#### [Exercise aim]
Extract each line from the entries below that has the string "SPDX" in it.
(Extracted records begins)
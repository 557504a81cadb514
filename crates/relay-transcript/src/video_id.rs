// SPDX-FileCopyrightText: 2026 Relay Contributors
// SPDX-License-Identifier: MIT OR Apache-2.0

//! Video id extraction from the accepted URL shapes.

use url::Url;

/// Extract the video id from a watch, embed, shorts, or `youtu.be` URL.
///
/// Returns `None` for anything else, including URLs without a host.
pub fn parse_video_id(input: &str) -> Option<String> {
    let url = Url::parse(input.trim()).ok()?;
    let host = url.host_str()?.to_ascii_lowercase();

    let id = if host == "youtu.be" || host == "www.youtu.be" {
        url.path().trim_start_matches('/').to_string()
    } else if host.contains("youtube.com") {
        let path = url.path();
        if path == "/watch" {
            url.query_pairs()
                .find(|(key, _)| key == "v")
                .map(|(_, value)| value.into_owned())?
        } else if let Some(rest) = path
            .strip_prefix("/embed/")
            .or_else(|| path.strip_prefix("/shorts/"))
        {
            rest.to_string()
        } else {
            return None;
        }
    } else {
        return None;
    };

    (!id.is_empty()).then_some(id)
}

#[cfg(test)]
mod tests {
    use super::*;

    #[test]
    fn accepts_every_supported_shape() {
        let cases = [
            ("https://www.youtube.com/watch?v=dQw4w9WgXcQ", "dQw4w9WgXcQ"),
            ("https://youtube.com/watch?feature=share&v=abc123", "abc123"),
            ("https://m.youtube.com/watch?v=mobile1", "mobile1"),
            ("https://www.youtube.com/embed/emb42", "emb42"),
            ("https://www.youtube.com/shorts/short9", "short9"),
            ("https://youtu.be/tiny7", "tiny7"),
            ("https://www.youtu.be/tiny8", "tiny8"),
            ("  https://YOUTU.BE/Case9  ", "Case9"),
        ];
        for (url, id) in cases {
            assert_eq!(parse_video_id(url).as_deref(), Some(id), "{url}");
        }
    }

    #[test]
    fn rejects_other_urls() {
        let cases = [
            "",
            "dQw4w9WgXcQ",
            "youtube.com/watch?v=abc",
            "https://www.youtube.com/",
            "https://www.youtube.com/watch",
            "https://www.youtube.com/watch?v=",
            "https://www.youtube.com/embed/",
            "https://www.youtube.com/channel/xyz",
            "https://youtu.be/",
            "https://vimeo.com/12345",
            "https://example.com/watch?v=abc",
        ];
        for url in cases {
            assert_eq!(parse_video_id(url), None, "{url}");
        }
    }
}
(Extracted records ends)
#### [Response area]
// SPDX-FileCopyrightText: 2026 Relay Contributors
// SPDX-License-Identifier: MIT OR Apache-2.0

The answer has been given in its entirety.